多くの企業で質問しますが「ありがとうございました」という言葉が返ってくる安全巡視をやっている人の少なさに驚きます。同じ会社の人が、同じ目標に向かっている中で、何故「面倒くさい。うっとしい」などと言われる巡視を続けるのでしょうか? 

正しいことをやっている人たちが99%だと思います。良いことは褒め(認める)、課題に対しては指摘でなく、改善提案をするという形ができれば、必ず「ありがとう」と言う言葉が返ってくるはずです。

「小さな改善ができたら、更に褒め、次のステップを提案する」ことの繰り返しが大切な事は分かっているはずです。「上司は、気づかせ業」とも言います。人を育てるには、我が子を育てるのと同じで時間がかかり、根気がいるものです。常にポジティブに取り組めるように言葉使い、雰囲気作りにと知恵を使っていきましょう。

3.「腹落ちさせる指導」について

4回にわたって、広江朋紀(ひろえ とものり)氏の著書から引用させていただく形で、皆さんと一緒になって考えてきました。いかがだったでしょうか。一つでも“腹落ち”した点があれば嬉しいです。

私が現場指導研修を実施した後で受講者から「先生のように、なかなかうまくいきません」と言う声が届きます。いきなりはできません。この4回で書いたことを自分なりに解釈をして、一つずつ行動に移し、経験を積んでいけば必ず良い結果になると信じています。

スポーツでも仕事でも、振り返って見れば、納得していなくともやらざるを得ない中で、まずやって見ること、やっていくうちに納得性や “あっ!これか”という気づきが誰しもあったはずです。焦らず一歩一歩です。

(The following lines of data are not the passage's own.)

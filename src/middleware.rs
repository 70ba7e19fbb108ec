//! HTTP 中间件
//! 请求追踪与认证网关

use axum::{
    extract::{FromRequestParts, OptionalFromRequestParts, Request, State},
    http::{request::Parts, HeaderMap},
    middleware::Next,
    response::Response,
};
use std::convert::Infallible;
use std::sync::Arc;
use std::time::Instant;
use tracing::Instrument;
use uuid::Uuid;

use crate::{
    auth::AuthScheme,
    config::AppConfig,
    error::AppError,
    models::User,
    services::AuthService,
    store::UserStore,
};

/// 应用状态
///
/// AppState 内部使用 Arc 包装服务,这样:
/// 1. 多个请求可以共享服务实例
/// 2. 服务可以包含内部的可变状态(如果需要)
/// 3. Clone 成本低廉(Arc 是指针拷贝)
///
#[derive(Clone)]
pub struct AppState {
    pub config: AppConfig,
    pub auth_service: Arc<AuthService>,
    pub auth_scheme: AuthScheme,
    pub store: Arc<dyn UserStore>,
}

/// 已认证用户（附加到请求扩展）
#[derive(Debug, Clone)]
pub struct CurrentUser(pub User);

// 实现 FromRequestParts 以便在 handler 中直接提取 CurrentUser
impl<S> FromRequestParts<S> for CurrentUser
where
    S: Send + Sync,
{
    type Rejection = AppError;

    async fn from_request_parts(parts: &mut Parts, _state: &S) -> Result<Self, Self::Rejection> {
        parts
            .extensions
            .get::<CurrentUser>()
            .cloned()
            .ok_or(AppError::Unauthorized)
    }
}

// 允许 Option<CurrentUser>：免认证路径上的扩展可能不存在
impl<S> OptionalFromRequestParts<S> for CurrentUser
where
    S: Send + Sync,
{
    type Rejection = Infallible;

    async fn from_request_parts(
        parts: &mut Parts,
        _state: &S,
    ) -> Result<Option<Self>, Self::Rejection> {
        Ok(parts.extensions.get::<CurrentUser>().cloned())
    }
}

/// 认证网关中间件
///
/// 由配置的认证方案与免认证路径共同决定：
/// - 路径被排除或方案关闭 → 直接放行
/// - 未携带凭据 → 401
/// - 凭据无法解析到用户 → 403
/// - 解析成功 → 将 CurrentUser 附加到请求扩展
pub async fn auth_gate_middleware(
    State(state): State<Arc<AppState>>,
    mut req: Request,
    next: Next,
) -> Result<Response, AppError> {
    let path = req.uri().path().to_string();
    let excluded = state.config.auth.excluded_paths.as_slice();

    if !state.auth_scheme.require_auth(Some(&path), Some(excluded)) {
        return Ok(next.run(req).await);
    }

    if !state.auth_scheme.has_credentials(req.headers()) {
        tracing::debug!(path = %path, "Missing credentials");
        return Err(AppError::Unauthorized);
    }

    let user = state
        .auth_scheme
        .current_user(req.headers(), &state.auth_service)
        .await
        .ok_or_else(|| {
            tracing::debug!(path = %path, "Credentials did not resolve to a user");
            AppError::Forbidden
        })?;

    req.extensions_mut().insert(CurrentUser(user));

    Ok(next.run(req).await)
}

/// 请求追踪中间件
/// 为每个请求生成 trace_id 和 request_id，并记录指标
pub async fn request_tracking_middleware(req: Request, next: Next) -> Response {
    // 生成或提取 trace_id/request_id
    let trace_id = extract_or_generate_trace_id(req.headers());
    let request_id = Uuid::new_v4().to_string();

    let method = req.method().to_string();
    let uri = req.uri().to_string();

    // 创建 span
    let span = tracing::info_span!(
        "http_request",
        trace_id = %trace_id,
        request_id = %request_id,
        method = %method,
        uri = %uri,
    );

    async move {
        let start = Instant::now();

        // 继续处理请求
        let response = next.run(req).await;

        let elapsed = start.elapsed();

        // 记录指标 - 使用静态字符串
        let status = response.status().as_u16();
        let method_name = match method.as_str() {
            "GET" => "GET",
            "POST" => "POST",
            "PUT" => "PUT",
            "DELETE" => "DELETE",
            "PATCH" => "PATCH",
            _ => "UNKNOWN",
        };
        let status_code = match status {
            200 => "200",
            303 => "303",
            400 => "400",
            401 => "401",
            403 => "403",
            404 => "404",
            500 => "500",
            _ => "other",
        };

        metrics::counter!("http_requests_total", "method" => method_name, "status" => status_code)
            .increment(1);
        metrics::histogram!("http_request_duration_seconds").record(elapsed.as_secs_f64());

        // 记录日志
        tracing::info!(
            method = %method,
            uri = %uri,
            status = status,
            elapsed_ms = elapsed.as_millis(),
            "Request completed"
        );

        // 在响应头中添加 trace_id
        let mut response = response;
        if let Ok(value) = trace_id.parse() {
            response.headers_mut().insert("x-trace-id", value);
        }
        if let Ok(value) = request_id.parse() {
            response.headers_mut().insert("x-request-id", value);
        }

        response
    }
    .instrument(span)
    .await
}

/// 从请求头中提取或生成 trace_id
fn extract_or_generate_trace_id(headers: &HeaderMap) -> String {
    headers
        .get("x-trace-id")
        .and_then(|v| v.to_str().ok())
        .map(|s| s.to_string())
        .unwrap_or_else(|| Uuid::new_v4().to_string())
}
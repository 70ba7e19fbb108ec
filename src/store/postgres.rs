//! PostgreSQL user store
//!
//! Uniqueness is enforced by the unique index on `users.email`; a
//! unique violation from a concurrent insert surfaces as `Duplicate`.

use async_trait::async_trait;
use sqlx::PgPool;
use uuid::Uuid;

use super::{StoreError, UserStore};
use crate::db;
use crate::models::{User, UserQuery};

pub struct PgUserStore {
    db: PgPool,
}

impl PgUserStore {
    pub fn new(db: PgPool) -> Self {
        Self { db }
    }
}

#[async_trait]
impl UserStore for PgUserStore {
    async fn add(&self, email: &str, hashed_password: &str) -> Result<User, StoreError> {
        let result = sqlx::query_as::<_, User>(
            r#"
            INSERT INTO users (email, hashed_password)
            VALUES ($1, $2)
            RETURNING *
            "#,
        )
        .bind(email)
        .bind(hashed_password)
        .fetch_one(&self.db)
        .await;

        match result {
            Ok(user) => Ok(user),
            Err(sqlx::Error::Database(e)) if e.is_unique_violation() => {
                Err(StoreError::Duplicate {
                    email: email.to_string(),
                })
            }
            Err(e) => Err(e.into()),
        }
    }

    async fn find_by(&self, query: UserQuery<'_>) -> Result<Option<User>, StoreError> {
        let user = match query {
            UserQuery::Id(id) => {
                sqlx::query_as::<_, User>("SELECT * FROM users WHERE id = $1")
                    .bind(id)
                    .fetch_optional(&self.db)
                    .await?
            }
            UserQuery::Email(email) => {
                sqlx::query_as::<_, User>("SELECT * FROM users WHERE email = $1")
                    .bind(email)
                    .fetch_optional(&self.db)
                    .await?
            }
            UserQuery::SessionId(session_id) => {
                sqlx::query_as::<_, User>("SELECT * FROM users WHERE session_id = $1")
                    .bind(session_id)
                    .fetch_optional(&self.db)
                    .await?
            }
            UserQuery::ResetToken(reset_token) => {
                sqlx::query_as::<_, User>("SELECT * FROM users WHERE reset_token = $1")
                    .bind(reset_token)
                    .fetch_optional(&self.db)
                    .await?
            }
        };

        Ok(user)
    }

    async fn set_session(
        &self,
        user_id: Uuid,
        session_id: Option<&str>,
    ) -> Result<(), StoreError> {
        let result = sqlx::query(
            r#"
            UPDATE users
            SET
                session_id = $2,
                updated_at = NOW()
            WHERE id = $1
            "#,
        )
        .bind(user_id)
        .bind(session_id)
        .execute(&self.db)
        .await?;

        if result.rows_affected() == 0 {
            return Err(StoreError::NotFound);
        }

        Ok(())
    }

    async fn set_reset_token(
        &self,
        user_id: Uuid,
        reset_token: Option<&str>,
    ) -> Result<(), StoreError> {
        let result = sqlx::query(
            r#"
            UPDATE users
            SET
                reset_token = $2,
                updated_at = NOW()
            WHERE id = $1
            "#,
        )
        .bind(user_id)
        .bind(reset_token)
        .execute(&self.db)
        .await?;

        if result.rows_affected() == 0 {
            return Err(StoreError::NotFound);
        }

        Ok(())
    }

    async fn count(&self) -> Result<u64, StoreError> {
        let count: i64 = sqlx::query_scalar("SELECT COUNT(*) FROM users")
            .fetch_one(&self.db)
            .await?;

        Ok(count as u64)
    }

    async fn health(&self) -> Result<(), StoreError> {
        db::record_pool_metrics(&self.db);

        match db::health_check(&self.db).await {
            db::HealthStatus::Healthy => Ok(()),
            db::HealthStatus::Unhealthy(e) => Err(StoreError::Database(sqlx::Error::Protocol(e))),
        }
    }
}
//! 日志与追踪系统
//! 结构化日志初始化；启动时一并记录认证服务的关键配置

use crate::config::AppConfig;
use tracing_subscriber::{layer::SubscriberExt, util::SubscriberInitExt, EnvFilter, Layer};

/// 初始化日志系统
///
/// 按配置选择 JSON 或美化输出，并在启动日志中带上存储后端与
/// 认证方案，便于从一条日志确认进程的实际运行形态。
pub fn init_telemetry(config: &AppConfig) {
    let env_filter = build_env_filter(&config.logging.level);

    let log_layer = match config.logging.format.to_lowercase().as_str() {
        // JSON 格式（生产环境）
        "json" => tracing_subscriber::fmt::layer()
            .json()
            .with_target(false)
            .with_span_events(tracing_subscriber::fmt::format::FmtSpan::CLOSE)
            .boxed(),
        // 美化格式（开发环境）
        "pretty" => tracing_subscriber::fmt::layer()
            .pretty()
            .with_target(false)
            .boxed(),
        _ => tracing_subscriber::fmt::layer().with_target(false).boxed(),
    };

    tracing_subscriber::registry()
        .with(env_filter)
        .with(log_layer)
        .init();

    tracing::info!(
        version = env!("CARGO_PKG_VERSION"),
        level = %config.logging.level,
        format = %config.logging.format,
        store_backend = %config.store.backend,
        auth_scheme = %config.auth.scheme,
        "Telemetry initialized"
    );
}

/// RUST_LOG 优先于配置中的日志级别
fn build_env_filter(level: &str) -> EnvFilter {
    EnvFilter::try_from_default_env().unwrap_or_else(|_| EnvFilter::new(level))
}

今年の流行語大賞は「そだねー」(LS北見・カーリング女子)でした。私の予想が当たり嬉しく思っています。壁に当たった時に仲間と話し合って「そだねー」という言葉が出るように日頃から訓練したいものです。そしてトップテン入りの「ボーっと生きてんじゃねーよ!」(NHK チコちゃんに叱られる)とチコちゃんに言われないように、言葉の意味を大事にして、活動の背景を理解してより良い安全活動の推進をしていきましょう。

 

追)今年1年、ご愛読いただき心から感謝します。多くの方に読んでいただき皆さんの励みや推進力の一助になっている事を願っています。実践した結果やご意見などをお聞かせ頂ければ嬉しいです。良い年をお迎えださい。